* **STUDY MATERIAL**:
* * *

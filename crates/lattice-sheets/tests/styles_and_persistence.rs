//! End-to-end tests for the style cascade and the persisted snapshot

use lattice_sheets::prelude::*;
use lattice_sheets::{StyleInterner, StyleRunRecord};
use pretty_assertions::assert_eq;
use proptest::prelude::*;

fn sheet() -> Worksheet {
    Worksheet::with_options("Styles", SheetOptions::sized(30, 12))
}

#[test]
fn test_priority_compensation() {
    let mut ws = sheet();
    ws.set_style(StyleScope::Column(3), &CellStyle::new().fill(Color::RED), true)
        .unwrap();
    ws.set_style(StyleScope::Row(6), &CellStyle::new().fill(Color::BLUE), true)
        .unwrap();

    assert_eq!(ws.effective_style(6, 3).color(StyleKey::Fill), Some(Color::BLUE));
    assert_eq!(ws.effective_style(7, 3).color(StyleKey::Fill), Some(Color::RED));
    assert_eq!(ws.effective_style(6, 4).color(StyleKey::Fill), Some(Color::BLUE));
}

#[test]
fn test_reverse_override_prunes_deltas() {
    let mut ws = sheet();
    let bold = CellStyle::new().bold(true);
    for col in 0..4 {
        ws.set_style(StyleScope::Cell(2, col), &bold.clone().italic(true), true)
            .unwrap();
    }
    ws.set_style(StyleScope::Sheet, &bold, true).unwrap();

    for col in 0..4 {
        assert_eq!(
            ws.styles().cell_delta(2, col),
            Some(&CellStyle::new().italic(true))
        );
        assert_eq!(ws.effective_style(2, col), bold.clone().italic(true));
    }
}

#[test]
fn test_deltas_are_minimal() {
    let mut ws = sheet();
    ws.set_style(StyleScope::Row(1), &CellStyle::new().bold(true).font_size(11.0), true)
        .unwrap();
    ws.set_style(
        StyleScope::Cell(1, 1),
        &CellStyle::new().bold(true).fill(Color::GREEN),
        true,
    )
    .unwrap();
    assert_eq!(
        ws.styles().cell_delta(1, 1),
        Some(&CellStyle::new().fill(Color::GREEN))
    );

    // Writing what the cell already inherits stores nothing
    ws.set_style(StyleScope::Cell(1, 5), &CellStyle::new().font_size(11.0), true)
        .unwrap();
    assert_eq!(ws.styles().cell_delta(1, 5), None);
}

#[test]
fn test_banding_under_row_entries() {
    let mut ws = sheet();
    ws.set_row_pattern(vec![
        CellStyle::new(),
        CellStyle::new().fill(Color::GRAY),
    ]);
    ws.set_style(StyleScope::Row(3), &CellStyle::new().fill(Color::YELLOW), true)
        .unwrap();

    assert_eq!(ws.effective_style(0, 0).color(StyleKey::Fill), None);
    assert_eq!(ws.effective_style(1, 0).color(StyleKey::Fill), Some(Color::GRAY));
    assert_eq!(ws.effective_style(3, 0).color(StyleKey::Fill), Some(Color::YELLOW));
    assert_eq!(ws.effective_style(5, 0).color(StyleKey::Fill), Some(Color::GRAY));

    ws.set_row_pattern(Vec::new());
    assert_eq!(ws.effective_style(5, 0).color(StyleKey::Fill), None);
}

#[test]
fn test_snapshot_runs_and_table() {
    let mut wb = Workbook::with_settings(WorkbookSettings {
        sheet_options: SheetOptions::sized(30, 12),
    });
    let sheet = wb.worksheet_mut(0).unwrap();
    let header = CellStyle::new().bold(true).fill(Color::rgb(221, 235, 247));
    for col in 0..3 {
        sheet.set_style(StyleScope::Cell(0, col), &header, true).unwrap();
    }
    sheet
        .set_style(StyleScope::Area(Area::parse("B2:B5").unwrap()), &CellStyle::new().number_format("0.00"), true)
        .unwrap();

    let snapshot = wb.snapshot();
    let sheet = &snapshot.sheets[0];
    assert_eq!(sheet.styles, vec![header.clone(), CellStyle::new().number_format("0.00")]);
    assert_eq!(
        sheet.cell_styles,
        vec![
            StyleRunRecord { row: 0, column: 0, style: 1, run_length: None },
            StyleRunRecord { row: 0, column: 1, style: 1, run_length: None },
            StyleRunRecord { row: 1, column: 1, style: 2, run_length: Some(4) },
            StyleRunRecord { row: 0, column: 2, style: 1, run_length: None },
        ]
    );

    let restored = Workbook::from_snapshot(&snapshot).unwrap();
    assert_eq!(restored.snapshot(), snapshot);
}

fn style_strategy() -> impl Strategy<Value = CellStyle> {
    (
        proptest::option::of(any::<bool>()),
        proptest::option::of(any::<bool>()),
        proptest::option::of(0u8..4),
        proptest::option::of(prop_oneof![Just("Arial"), Just("Calibri")]),
    )
        .prop_map(|(bold, italic, fill, font)| {
            let mut style = CellStyle::new();
            if let Some(b) = bold {
                style = style.bold(b);
            }
            if let Some(i) = italic {
                style = style.italic(i);
            }
            if let Some(f) = fill {
                style = style.fill(Color::rgb(f * 60, 0, 0));
            }
            if let Some(name) = font {
                style = style.font_name(name);
            }
            style
        })
}

proptest! {
    /// Equal styles share an index and distinct styles never do
    #[test]
    fn prop_interning_is_unique(styles in proptest::collection::vec(style_strategy(), 1..30)) {
        let mut interner = StyleInterner::new();
        let indices: Vec<u32> = styles.iter().map(|s| interner.get_style_index(s)).collect();

        for (i, a) in styles.iter().enumerate() {
            for (j, b) in styles.iter().enumerate() {
                prop_assert_eq!(a == b, indices[i] == indices[j]);
            }
            prop_assert_eq!(interner.get(indices[i]), Some(a));
        }
        prop_assert_eq!(interner.get_style_index(&CellStyle::new()), 0);
    }

    /// Resolving the same cell twice, cached or not, gives the same style
    #[test]
    fn prop_resolution_is_deterministic(
        writes in proptest::collection::vec((0u32..6, 0u32..6, style_strategy()), 1..12),
        probe in (0u32..6, 0u32..6),
    ) {
        let mut ws = sheet();
        for (row, col, style) in &writes {
            ws.set_style(StyleScope::Cell(*row, *col), style, true).unwrap();
        }
        let cached_first = ws.effective_style(probe.0, probe.1);
        let cached_second = ws.effective_style(probe.0, probe.1);
        let uncached = ws.styles().compose(probe.0, probe.1, &[]);
        prop_assert_eq!(&cached_first, &cached_second);
        prop_assert_eq!(cached_first, uncached);
    }
}
//! Lattice Sheets CLI - replays formatting edit scripts

mod script;

use anyhow::{Context, Result};
use clap::{Parser, Subcommand};
use lattice_sheets::prelude::*;
use log::{Level, LevelFilter, Log, Metadata, Record};
use std::io::{self, Write};
use std::path::{Path, PathBuf};

use crate::script::Script;

#[derive(Parser)]
#[command(name = "lattice")]
#[command(
    author,
    version,
    about = "Replay formatting and structural edits against a sheet model"
)]
struct Cli {
    /// Log progress to stderr (repeat for more detail)
    #[arg(short, long, global = true, action = clap::ArgAction::Count)]
    verbose: u8,

    #[command(subcommand)]
    command: Commands,
}

#[derive(Subcommand)]
enum Commands {
    /// Run an edit script and print the resulting workbook snapshot as JSON
    Replay {
        /// JSON edit script
        script: PathBuf,

        /// Output file (default: stdout)
        #[arg(short, long)]
        output: Option<PathBuf>,

        /// Write JSON without indentation
        #[arg(long)]
        compact: bool,

        /// Skip failing operations instead of stopping
        #[arg(short, long)]
        keep_going: bool,
    },

    /// Run an edit script and summarize each sheet
    Info {
        /// JSON edit script
        script: PathBuf,
    },
}

/// Writes log records to stderr
struct StderrLogger {
    level: LevelFilter,
}

impl Log for StderrLogger {
    fn enabled(&self, metadata: &Metadata) -> bool {
        metadata.level() <= self.level
    }

    fn log(&self, record: &Record) {
        if !self.enabled(record.metadata()) {
            return;
        }
        let tag = match record.level() {
            Level::Error => "error",
            Level::Warn => "warning",
            Level::Info => "info",
            Level::Debug => "debug",
            Level::Trace => "trace",
        };
        eprintln!("{}: {}", tag, record.args());
    }

    fn flush(&self) {}
}

fn init_logging(verbose: u8) {
    let level = match verbose {
        0 => LevelFilter::Warn,
        1 => LevelFilter::Info,
        2 => LevelFilter::Debug,
        _ => LevelFilter::Trace,
    };
    let logger = Box::new(StderrLogger { level });
    if log::set_boxed_logger(logger).is_ok() {
        log::set_max_level(level);
    }
}

fn main() -> Result<()> {
    let cli = Cli::parse();
    init_logging(cli.verbose);

    match cli.command {
        Commands::Replay {
            script,
            output,
            compact,
            keep_going,
        } => replay(&script, output.as_deref(), compact, keep_going),
        Commands::Info { script } => show_info(&script),
    }
}

fn load_script(path: &Path) -> Result<Script> {
    let text = std::fs::read_to_string(path)
        .with_context(|| format!("Failed to read '{}'", path.display()))?;
    Script::from_json(&text).with_context(|| format!("Failed to parse '{}'", path.display()))
}

fn replay(path: &Path, output: Option<&Path>, compact: bool, keep_going: bool) -> Result<()> {
    let script = load_script(path)?;
    let mut workbook = script.replay(keep_going)?;
    for sheet in workbook.worksheets_mut() {
        sheet.apply_conditional_formats();
    }

    let snapshot = workbook.snapshot();
    let mut json = if compact {
        serde_json::to_string(&snapshot)
    } else {
        serde_json::to_string_pretty(&snapshot)
    }
    .context("Failed to serialize snapshot")?;
    json.push('\n');

    if let Some(output_path) = output {
        std::fs::write(output_path, &json)
            .with_context(|| format!("Failed to write '{}'", output_path.display()))?;
        eprintln!(
            "Wrote {} sheet(s) to '{}'",
            snapshot.sheets.len(),
            output_path.display()
        );
    } else {
        io::stdout()
            .write_all(json.as_bytes())
            .context("Failed to write to stdout")?;
    }

    Ok(())
}

fn show_info(path: &Path) -> Result<()> {
    let script = load_script(path)?;
    let workbook = script.replay(true)?;

    println!("Script: {}", path.display());
    println!("Sheets: {}", workbook.sheet_count());

    for (i, sheet) in workbook.worksheets().enumerate() {
        println!();
        println!("  Sheet {}: \"{}\"", i, sheet.name());
        println!(
            "    Size: {} rows x {} columns",
            sheet.row_count(),
            sheet.col_count()
        );
        println!("    Style deltas: {}", sheet.snapshot().cell_styles.len());
        println!("    Merged regions: {}", list_areas(sheet.merged_regions()));
        println!("    Array regions: {}", list_areas(sheet.array_regions()));
        println!(
            "    Conditional formats: {}",
            sheet.conditional_formats().len()
        );
        println!(
            "    Custom sizes: {} row(s), {} column(s)",
            sheet.custom_row_heights().len(),
            sheet.custom_column_widths().len()
        );
    }

    if !workbook.named_ranges().is_empty() {
        println!();
        println!("  Names:");
        for name in workbook.named_ranges().iter() {
            println!("    {} = {}", name.name, name.label());
        }
    }

    Ok(())
}

fn list_areas<'a>(areas: impl Iterator<Item = &'a Area>) -> String {
    let labels: Vec<String> = areas.map(Area::to_a1_string).collect();
    if labels.is_empty() {
        "none".to_string()
    } else {
        labels.join(", ")
    }
}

* * *

* **TASK REQUIREMENTS**: The lines needed are the ones from the first line of the entries through the line that contains "use pretty_assertions::assert_eq;", given again without any change.

* **EXERCISE RESULT**:
filename crates/lattice-sheets/tests/styles_and_persistence.rs
//! End-to-end tests for the style cascade and the persisted snapshot

use lattice_sheets::prelude::*;
use lattice_sheets::{StyleInterner, StyleRunRecord};
use pretty_assertions::assert_eq;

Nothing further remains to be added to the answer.